Porque en la década reciente, a título de tener la razón y estar amparado en el voto popular, en nuestro país se hizo tabla rasa de la ley, que ha sido aplicada al antojo y conveniencia del poder único que pulverizó por completo la institucionalidad jurídica y democrática.

Lamentablemente, esa es la herencia que recibimos: un saldo negativo de credibilidad y respeto, pues en el concepto colectivo, ni la ley ni las instituciones han servido para detener esa avalancha de poder político que nos condujo a donde estamos hoy.

Por ende, el desafío no solo radica en combatir la corrupción y sancionar a los responsables, sino hacerlo observando el debido proceso.

Le pongo un ejemplo cotidiano para claridad del lector: si un ladrón roba una cartera en la vía pública, lo correcto es que un policía lo detenga, lo presente a los jueces, se siga un proceso legal en su contra y se obtenga una sentencia condenatoria. Lo incorrecto sería que el policía se declarara juez, lo encontrara culpable, lo llevara a un zaguán donde lo atara de pies y manos, le propinara una paliza y lo dejara encerrado sin comida por diez días.

Mientras me va leyendo, seguro piensa que soy ingenuo y confío en una justicia lenta y defectuosa. Más de uno alentaría al policía del ejemplo a hacer lo segundo.

Es que la desconfianza en la ley, en la institución judicial y en la figura de los agentes del orden, sumadas a la indignación propia de quien se siente perjudicado en su bolsillo, nos arrastran a actuar de manera impulsiva, pero no siempre correcta.

Eso mismo puede pasar en los casos que estamos viendo.

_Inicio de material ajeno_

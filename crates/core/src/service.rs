//! The media service facade used by the REST layer and the CLI.

use crate::collaborators::build_registry;
use crate::config::MediaConfig;
use crate::constants::CATEGORY_DIRS;
use crate::reconcile::{
    CleanupSummary, ReconciliationEngine, ReferenceValidation, RepairSummary, StorageStats,
    ValidationReport,
};
use crate::registry::ReferenceRegistry;
use crate::transcode::Transcoder;
use crate::upload::{BatchUploadOutcome, FailedUpload, UploadOptions, UploadedAsset};
use crate::validation::{UploadFile, Validator};
use crate::{MediaResult, ValidationError};
use media_files::{AssetStore, FileInfo};
use media_naming::AssetNamer;
use std::sync::Arc;

/// Upload pipeline and maintenance operations over one upload root.
///
/// All methods are blocking. Async callers should wrap them in `spawn_blocking`.
#[derive(Debug)]
pub struct MediaService {
    config: MediaConfig,
    validator: Validator,
    transcoder: Transcoder,
    namer: AssetNamer,
    store: AssetStore,
    engine: ReconciliationEngine,
}

impl MediaService {
    /// Opens the upload root and wires the pipeline to `registry`.
    ///
    /// # Errors
    ///
    /// Returns `MediaError::Storage` if the upload root cannot be created.
    pub fn new(config: MediaConfig, registry: ReferenceRegistry) -> MediaResult<Self> {
        let store = AssetStore::new(config.upload_root())?;
        let engine =
            ReconciliationEngine::new(store.clone(), Arc::new(registry), config.orphan_grace());

        Ok(Self {
            validator: Validator::new(config.max_upload_bytes()),
            transcoder: Transcoder::new(),
            namer: AssetNamer::new(),
            store,
            engine,
            config,
        })
    }

    /// Like [`MediaService::new`] with the file-backed collaborators declared by `config`.
    pub fn from_config(config: MediaConfig) -> MediaResult<Self> {
        let registry = build_registry(&config)?;
        Self::new(config, registry)
    }

    /// Creates the category directories under the upload root.
    pub fn bootstrap(&self) -> MediaResult<()> {
        self.store.ensure_categories(CATEGORY_DIRS)?;
        Ok(())
    }

    pub fn config(&self) -> &MediaConfig {
        &self.config
    }

    pub fn registry(&self) -> &ReferenceRegistry {
        self.engine.registry()
    }

    /// Validates, transcodes, names and stores one upload.
    ///
    /// Nothing is written unless every step before the write succeeds.
    ///
    /// # Errors
    ///
    /// - `MediaError::Validation` for missing, oversized or unsupported files
    /// - `MediaError::Storage` with `InvalidPath` for an unsafe subdirectory
    /// - `MediaError::Processing` for undecodable images
    /// - `MediaError::Naming` for an invalid prefix
    /// - `MediaError::Storage` with `Io` if the write fails
    pub fn process_upload(
        &self,
        file: Option<&UploadFile>,
        options: &UploadOptions,
    ) -> MediaResult<UploadedAsset> {
        self.validator.validate(file)?;
        let file = file.ok_or(ValidationError::MissingFile)?;

        self.store.resolve(&options.subdirectory)?;

        let transcoded = self
            .transcoder
            .optimize(file.bytes(), &options.transcode_options())?;

        // Stored names carry the extension of the stored bytes
        let renamed = format!(
            "{}.{}",
            file.original_filename(),
            transcoded.format.extension()
        );
        let filename = self.namer.name(&renamed, &options.prefix)?;

        let relative_path = self
            .store
            .save(&transcoded.bytes, &filename, &options.subdirectory)?;

        tracing::info!(
            path = %relative_path,
            original_size = file.size(),
            size = transcoded.bytes.len(),
            "upload stored"
        );

        Ok(UploadedAsset {
            url: self.config.public_url(&relative_path),
            filename,
            relative_path,
            byte_size: transcoded.bytes.len() as u64,
            original_byte_size: file.size(),
            mime_type: transcoded.format.mime_type().to_string(),
            width: transcoded.width,
            height: transcoded.height,
        })
    }

    /// Processes each file independently with the same options.
    ///
    /// # Errors
    ///
    /// Returns `ValidationError::MissingFile` if `files` is empty. Per-file failures are
    /// reported in the outcome instead.
    pub fn process_upload_batch(
        &self,
        files: &[UploadFile],
        options: &UploadOptions,
    ) -> MediaResult<BatchUploadOutcome> {
        if files.is_empty() {
            return Err(ValidationError::MissingFile.into());
        }

        let mut outcome = BatchUploadOutcome::default();
        for file in files {
            match self.process_upload(Some(file), options) {
                Ok(asset) => outcome.succeeded.push(asset),
                Err(e) => {
                    tracing::warn!(filename = %file.original_filename(), error = %e, "batch upload item failed");
                    outcome.failed.push(FailedUpload {
                        filename: file.original_filename().to_string(),
                        error: e.to_string(),
                    });
                }
            }
        }
        Ok(outcome)
    }

    pub fn delete_asset(&self, relative_path: &str) -> bool {
        let deleted = self.store.delete(relative_path);
        if deleted {
            tracing::info!(path = %relative_path, "asset deleted");
        }
        deleted
    }

    pub fn get_asset_info(&self, relative_path: &str) -> Option<FileInfo> {
        self.store.stat(relative_path)
    }

    pub fn get_storage_stats(&self) -> StorageStats {
        self.engine.storage_stats()
    }

    pub fn validation_report(&self) -> ValidationReport {
        self.engine.validation_report()
    }

    pub fn validate_references(&self) -> MediaResult<ReferenceValidation> {
        self.engine.validate_references()
    }

    /// Orphaned files, without deleting them.
    pub fn list_orphans(&self) -> MediaResult<Vec<String>> {
        self.engine.orphaned_files()
    }

    pub fn cleanup_orphans(&self) -> MediaResult<CleanupSummary> {
        self.engine.cleanup_orphans()
    }

    pub fn fix_broken_references(&self) -> RepairSummary {
        self.engine.repair_broken_references()
    }
}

Nos indigna, nos cuestiona como sociedad y nos causa repudio que se haya malbaratado y despilfarrado el dinero que debió destinarse a mejorar la calidad de vida de las grandes mayorías.

Empujados por esa indignación podemos caer en la tentación de hacer “lo que haga falta” para castigar a los culpables; pero ese puede no ser el mejor camino.

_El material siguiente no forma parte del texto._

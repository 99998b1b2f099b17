//! File-backed collaborators.
//!
//! Each collaborator reads one JSON file holding an array of record objects, for example
//! `records/banks.json`:
//!
//! ```json
//! [
//!   { "id": 1, "name": "First Bank", "logo": "banks/logo-1760601234567-0a1b2c3d.webp" },
//!   { "id": 2, "name": "Second Bank", "logo": null }
//! ]
//! ```
//!
//! A missing file means the entity has no records yet. Clearing a reference rewrites the whole
//! file through a temporary sibling and a rename.
//!
//! Records without a usable id are reported as `#<position>` so their references still count.
//! Clearing such a record targets whatever sits at that position when the file is rewritten.
//!
//! The collaborator set is either the built-in default list or a YAML file:
//!
//! ```yaml
//! collaborators:
//!   - name: banks
//!     records_file: banks.json
//!     reference_field: logo
//!   - name: testimonials
//!     records_file: testimonials.json
//!     label_field: author
//!     reference_field: photo
//! ```

use super::{EntityCollaborator, ReferenceRecord};
use crate::config::MediaConfig;
use crate::registry::ReferenceRegistry;
use crate::{CollaboratorError, MediaError, MediaResult};
use media_types::NonEmptyText;
use serde_json::{Map, Value};
use std::fs;
use std::io::ErrorKind;
use std::path::{Path, PathBuf};
use std::sync::{Arc, Mutex};

/// Marks ids derived from a record's array position.
const POSITIONAL_ID_PREFIX: &str = "#";

fn default_id_field() -> String {
    "id".into()
}

fn default_label_field() -> String {
    "name".into()
}

/// Declaration of one file-backed collaborator.
#[derive(Clone, Debug, PartialEq, Eq, serde::Deserialize)]
pub struct CollaboratorSpec {
    pub name: NonEmptyText,
    /// Record file, relative to the records directory unless absolute
    pub records_file: PathBuf,
    #[serde(default = "default_id_field")]
    pub id_field: String,
    #[serde(default = "default_label_field")]
    pub label_field: String,
    pub reference_field: String,
}

#[derive(serde::Deserialize)]
struct CollaboratorsFile {
    collaborators: Vec<CollaboratorSpec>,
}

/// The built-in collaborator set, in report order.
pub fn default_specs() -> Vec<CollaboratorSpec> {
    [
        ("banks", "name", "logo"),
        ("sponsors", "name", "logo"),
        ("schools", "name", "image"),
        ("gallery", "title", "path"),
        ("alerts", "title", "image"),
    ]
    .into_iter()
    .filter_map(|(name, label_field, reference_field)| {
        Some(CollaboratorSpec {
            name: NonEmptyText::new(name).ok()?,
            records_file: PathBuf::from(format!("{name}.json")),
            id_field: default_id_field(),
            label_field: label_field.into(),
            reference_field: reference_field.into(),
        })
    })
    .collect()
}

/// Returns the collaborator declarations for `cfg`.
///
/// # Errors
///
/// - `MediaError::ConfigRead` if the configured YAML file cannot be read
/// - `MediaError::YamlDeserialization` if it is malformed
pub fn load_collaborator_specs(cfg: &MediaConfig) -> MediaResult<Vec<CollaboratorSpec>> {
    let Some(path) = cfg.collaborators_file() else {
        return Ok(default_specs());
    };

    let text = fs::read_to_string(path).map_err(MediaError::ConfigRead)?;
    let file: CollaboratorsFile =
        serde_yaml::from_str(&text).map_err(MediaError::YamlDeserialization)?;
    Ok(file.collaborators)
}

/// Builds a registry of [`JsonRecordCollaborator`]s for `cfg`.
///
/// # Errors
///
/// Returns an error if the collaborator declarations cannot be loaded or two declarations
/// share a name.
pub fn build_registry(cfg: &MediaConfig) -> MediaResult<ReferenceRegistry> {
    let mut registry = ReferenceRegistry::new(cfg.public_prefix());
    for spec in load_collaborator_specs(cfg)? {
        let collaborator = JsonRecordCollaborator::new(spec, cfg.records_dir());
        registry.register(Arc::new(collaborator))?;
    }
    Ok(registry)
}

/// Collaborator backed by a JSON array of record objects.
#[derive(Debug)]
pub struct JsonRecordCollaborator {
    spec: CollaboratorSpec,
    path: PathBuf,
    // Serialises read-modify-write cycles within this process
    write_lock: Mutex<()>,
}

impl JsonRecordCollaborator {
    pub fn new(spec: CollaboratorSpec, records_dir: &Path) -> Self {
        let path = if spec.records_file.is_absolute() {
            spec.records_file.clone()
        } else {
            records_dir.join(&spec.records_file)
        };
        Self {
            spec,
            path,
            write_lock: Mutex::new(()),
        }
    }

    pub fn path(&self) -> &Path {
        &self.path
    }

    pub fn spec(&self) -> &CollaboratorSpec {
        &self.spec
    }

    /// Reads the record array; `None` when the file does not exist.
    fn read_records(&self) -> Result<Option<Vec<Value>>, CollaboratorError> {
        let bytes = match fs::read(&self.path) {
            Ok(bytes) => bytes,
            Err(e) if e.kind() == ErrorKind::NotFound => return Ok(None),
            Err(e) => return Err(e.into()),
        };
        Ok(Some(serde_json::from_slice(&bytes)?))
    }

    fn write_records(&self, records: &[Value]) -> Result<(), CollaboratorError> {
        let tmp = self.path.with_extension("json.tmp");
        fs::write(&tmp, serde_json::to_vec_pretty(records)?)?;
        fs::rename(&tmp, &self.path)?;
        Ok(())
    }

    fn record_id(&self, record: &Map<String, Value>) -> Option<String> {
        match record.get(&self.spec.id_field)? {
            Value::String(s) if !s.trim().is_empty() => Some(s.clone()),
            Value::Number(n) => Some(n.to_string()),
            _ => None,
        }
    }

    /// Id used in reports: the record's own id, or `#<position>` in the array when it has none.
    fn record_key(&self, position: usize, record: &Map<String, Value>) -> String {
        self.record_id(record)
            .unwrap_or_else(|| format!("{POSITIONAL_ID_PREFIX}{position}"))
    }
}

impl EntityCollaborator for JsonRecordCollaborator {
    fn name(&self) -> &str {
        self.spec.name.as_str()
    }

    fn list_reference_values(&self) -> Result<Vec<ReferenceRecord>, CollaboratorError> {
        let Some(records) = self.read_records()? else {
            tracing::debug!(
                collaborator = %self.spec.name,
                path = %self.path.display(),
                "record file missing, no references"
            );
            return Ok(Vec::new());
        };

        let mut out = Vec::with_capacity(records.len());
        for (position, record) in records.iter().enumerate() {
            let Some(record) = record.as_object() else {
                tracing::debug!(
                    collaborator = %self.spec.name,
                    position,
                    "skipping non-object record"
                );
                continue;
            };
            let record_id = self.record_key(position, record);

            let label = record
                .get(&self.spec.label_field)
                .and_then(Value::as_str)
                .map(str::to_owned)
                .unwrap_or_else(|| record_id.clone());

            let value = match record.get(&self.spec.reference_field) {
                None | Some(Value::Null) => None,
                Some(Value::String(s)) => Some(s.clone()),
                Some(other) => {
                    tracing::debug!(
                        collaborator = %self.spec.name,
                        record_id = %record_id,
                        field = %self.spec.reference_field,
                        value = %other,
                        "reference field is not a string, treating as null"
                    );
                    None
                }
            };

            out.push(ReferenceRecord {
                record_id,
                label,
                value,
            });
        }
        Ok(out)
    }

    fn clear_reference(&self, record_id: &str) -> Result<(), CollaboratorError> {
        let _guard = self
            .write_lock
            .lock()
            .unwrap_or_else(|poisoned| poisoned.into_inner());

        let mut records = self
            .read_records()?
            .ok_or_else(|| CollaboratorError::RecordNotFound(record_id.to_string()))?;

        let mut cleared = false;
        for (position, record) in records.iter_mut().enumerate() {
            let Some(record) = record.as_object_mut() else {
                continue;
            };
            if self.record_key(position, record) == record_id {
                record.insert(self.spec.reference_field.clone(), Value::Null);
                cleared = true;
            }
        }

        if !cleared {
            return Err(CollaboratorError::RecordNotFound(record_id.to_string()));
        }

        self.write_records(&records)
    }
}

Lo que corresponde, entonces, es que las cosas se hagan bien.

Necesitamos que se respete el debido proceso, que se aplique la ley de manera objetiva, que se permita actuar a los funcionarios a los que la ley llama según cada caso, no por consideraciones con los detenidos, sino por devolverle la fuerza a las actuaciones judiciales, el respaldo a los funcionarios probos (que aún los hay) y la credibilidad de la justicia; y, sobre todo, para que en el futuro no se puedan “tumbar” los procesos mediante argumentos de forma, de los que se valen los corruptos para sostener su figura impoluta.

Esperemos con paciencia, los procesos son lentos, pero deben ser seguros. De lo contrario, los veremos volver. (O)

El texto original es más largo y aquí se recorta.